Hardware and software requirements

• A personal computer (PC) with at least 2 GB of RAM

• 64-bit version of Microsoft Windows 7 or a newer operating system

• More than 740 pixels in the vertical direction of the computer display resolution.

• .NET framework 4.5 or a higher version. Available at: https://www.microsoft.com/en-us/download/details.aspx?id=30653

• PTMiner 1.2.6 or higher. Free download at http://fugroup.amss.ac.cn/software/PTMiner/PTMiner.html

Installation of PTMiner

No installation process is needed. Download PTMiner.zip and extract it to an appropriate directory. Then, double click PTMiner.exe to start PTMiner.

PROTOCOL

About the construction of this protocol

Since PTMiner performs differently on open-search results and closed-search results, we will describe the two procedures separately.

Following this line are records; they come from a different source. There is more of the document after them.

use anyhow::Result;
use colored::Colorize;
use std::io::Write;
use std::time::Duration;

use super::ScenarioResult;
use faithsteps_core::numbers::ratio;

fn success_rate(results: &[ScenarioResult]) -> f64 {
    let passed = results.iter().filter(|r| r.passed).count();
    ratio(passed, results.len()) * 100.0
}

pub fn generate_console_report<W: Write + ?Sized>(
    out: &mut W,
    results: &[ScenarioResult],
    total_duration: Duration,
) -> Result<()> {
    writeln!(out)?;
    writeln!(out, "{}", "📊 Logic Test Results Summary".bright_cyan().bold())?;
    writeln!(out, "{}", "==============================".cyan())?;

    let total_tests = results.len();
    let passed_tests = results.iter().filter(|r| r.passed).count();
    let failed_tests = total_tests - passed_tests;

    writeln!(out, "Total scenarios: {total_tests}")?;
    writeln!(out, "Passed: {}", passed_tests.to_string().green())?;
    writeln!(out, "Failed: {}", failed_tests.to_string().red())?;
    writeln!(out, "Success rate: {:.1}%", success_rate(results))?;
    writeln!(out, "Total time: {total_duration:?}")?;
    writeln!(out)?;

    for result in results {
        let status = if result.passed {
            "✅ PASS".green()
        } else {
            "❌ FAIL".red()
        };

        writeln!(
            out,
            "{status} {} [{}]",
            result.scenario_name.bold(),
            result.journey_id
        )?;
        writeln!(
            out,
            "   Iterations: {}/{} successful",
            result.successful_iterations, result.iterations_run
        )?;
        writeln!(out, "   Average time: {:?}", result.average_duration)?;

        if !result.failures.is_empty() {
            writeln!(out, "   Failures:")?;
            for failure in &result.failures {
                writeln!(out, "     • {}", failure.red())?;
            }
        }
        writeln!(out)?;
    }

    let fastest = results.iter().min_by_key(|r| r.average_duration);
    let slowest = results.iter().max_by_key(|r| r.average_duration);
    if let (Some(fastest), Some(slowest)) = (fastest, slowest) {
        writeln!(out, "{}", "⚡ Performance Summary".bright_yellow().bold())?;
        writeln!(out, "{}", "=====================".yellow())?;
        writeln!(
            out,
            "Fastest: {} [{}] ({:?})",
            fastest.scenario_name.green(),
            fastest.journey_id,
            fastest.average_duration
        )?;
        writeln!(
            out,
            "Slowest: {} [{}] ({:?})",
            slowest.scenario_name.yellow(),
            slowest.journey_id,
            slowest.average_duration
        )?;
    }
    Ok(())
}

pub fn generate_json_report<W: Write + ?Sized>(out: &mut W, results: &[ScenarioResult]) -> Result<()> {
    let json_output = serde_json::to_string_pretty(results)?;
    writeln!(out, "{json_output}")?;
    Ok(())
}

pub fn generate_markdown_report<W: Write + ?Sized>(
    out: &mut W,
    results: &[ScenarioResult],
) -> Result<()> {
    writeln!(out, "# FaithSteps Logic Test Results\n")?;

    let total_tests = results.len();
    let passed_tests = results.iter().filter(|r| r.passed).count();
    let failed_tests = total_tests - passed_tests;

    writeln!(out, "## Summary\n")?;
    writeln!(out, "- **Total scenarios**: {total_tests}")?;
    writeln!(out, "- **Passed**: {passed_tests}")?;
    writeln!(out, "- **Failed**: {failed_tests}")?;
    writeln!(out, "- **Success rate**: {:.1}%\n", success_rate(results))?;

    writeln!(out, "## Detailed Results\n")?;

    for result in results {
        let status = if result.passed { "✅" } else { "❌" };

        writeln!(
            out,
            "### {status} {} (`{}`)\n",
            result.scenario_name, result.journey_id
        )?;
        writeln!(
            out,
            "- **Iterations**: {}/{} successful",
            result.successful_iterations, result.iterations_run
        )?;
        writeln!(out, "- **Average time**: {:?}", result.average_duration)?;

        if !result.failures.is_empty() {
            writeln!(out, "- **Failures**:")?;
            for failure in &result.failures {
                writeln!(out, "  - {failure}")?;
            }
        }
        writeln!(out)?;
    }
    Ok(())
}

Procedures for open search

Step 1: Start the PTMiner software

Double click PTMiner.exe and start the PTMiner software.

[Note] A “Windows protected your PC” dialog may pop up when opening PTMiner for the first time because Microsoft Defender SmartScreen cannot recognize the publisher of the program. Just click “More info” and choose “Run anyway” to open the main interface of PTMiner.

Step 2: Set parameters in the “Search Parameters” tab

Set the same parameters as used by the search engine in the “Search Parameters” tab (Fig. 2).

Setting the search parameters (open search)

Step 2.1: Select “Search Result Format” according to your search engine. PTMiner supports the result format of pFind 3, pFind 2.8, MSFragger, Comet, Sequest and PTMiner’s own format.

[Note] The search results of MS-GF+ or MaxQuant can be converted to PTMiner format using the tool PSMConvert.exe provided in the PTMiner directory. For MS-GF+ in particular, before converting to PTMiner format, the identification result file (.mzid) should be converted to a tab-separated file (.tsv) with tools described in the MS-GF+ usage information. When converting a .tsv file to PTMiner format using PSMConvert.exe, the specified modification file should follow the format of MSGFPlus_Mods1.txt provided in the MS-GF+ package.

Step 2.2: Select “Open Search”.

[Note] Open search is also called mass-tolerance search, in which a large precursor tolerance widow, e.g., 500 Da, is used. For pFind 3 in particular, Open Search contains two modes, i.e. “Open search (Open-pFind)” and “Open Search (large tolerance)”. The former was designed for Open-pFind (Chi et al. 2018), in which the “open search” checkbox of pFind 3 is checked and a small, normal tolerance is used. PTMiner performs similarly to the closed search mode (refer to section 3.3) when “Open search (Open-pFind)” is selected. The latter was designed for mass-tolerant search of pFind 3, which means that the “open search” checkbox of pFind 3 is not checked and a large precursor mass tolerance, e.g., 500 Da, is used. This is the open search mentioned in this section.

[Note] PTMiner can be seamlessly connected to the downstream analysis for results of pFind 3 and MSFragger since most search parameters can be imported by loading the configuration file of the search engine. Click “Browse” beside the “Search Parameter File” and choose the \param\pFind.cfg for pFind 3 or .params for MSFragger to automatically set the search parameters (“Note A” in Fig. 2). For pFind 3, loading the modification database used by pFind3 is also supported: click “Browse” to select the modification.ini file in the pFind 3 directory (“Note B” in Fig. 2).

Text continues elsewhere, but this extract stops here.